(TASK PROMPT)
Look through the material below and show every line with the word "MemoryRecord".

##########

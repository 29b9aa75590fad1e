//! Slot routing: fills every named template region from one work item.
//!
//! The template exposes its regions by stable string names. Each name is
//! resolved once to a [`RegionKind`]; the matching handler reads the record
//! field behind it and writes the region through the converter. Unknown
//! names are expected during template evolution and never abort an export.
//!
//! # Quick Start
//!
//! ```rust,no_run
//! use longan::export::{Exporter, MemoryRecord};
//! use longan::slide::Slide;
//!
//! # fn main() -> Result<(), longan::Error> {
//! let record = MemoryRecord::new("PROJ-1", "Ship it");
//! let mut slide: Slide = load_template();
//!
//! let report = Exporter::new().export(&record, &mut slide)?;
//! for signal in report.signals() {
//!     eprintln!("export signal: {signal:?}");
//! }
//! # Ok(())
//! # }
//! # fn load_template() -> Slide { Slide::new() }
//! ```

// Module declarations
pub mod health;
pub mod record;
pub mod regions;
mod router;

// Re-export public API
pub use record::{MemoryRecord, Record, StatusCategory, fields};
pub use regions::RegionKind;
pub use router::Exporter;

##########

(WRITTEN RESPONSE)
//! use longan::export::{Exporter, MemoryRecord};
//! let record = MemoryRecord::new("PROJ-1", "Ship it");
pub use record::{MemoryRecord, Record, StatusCategory, fields};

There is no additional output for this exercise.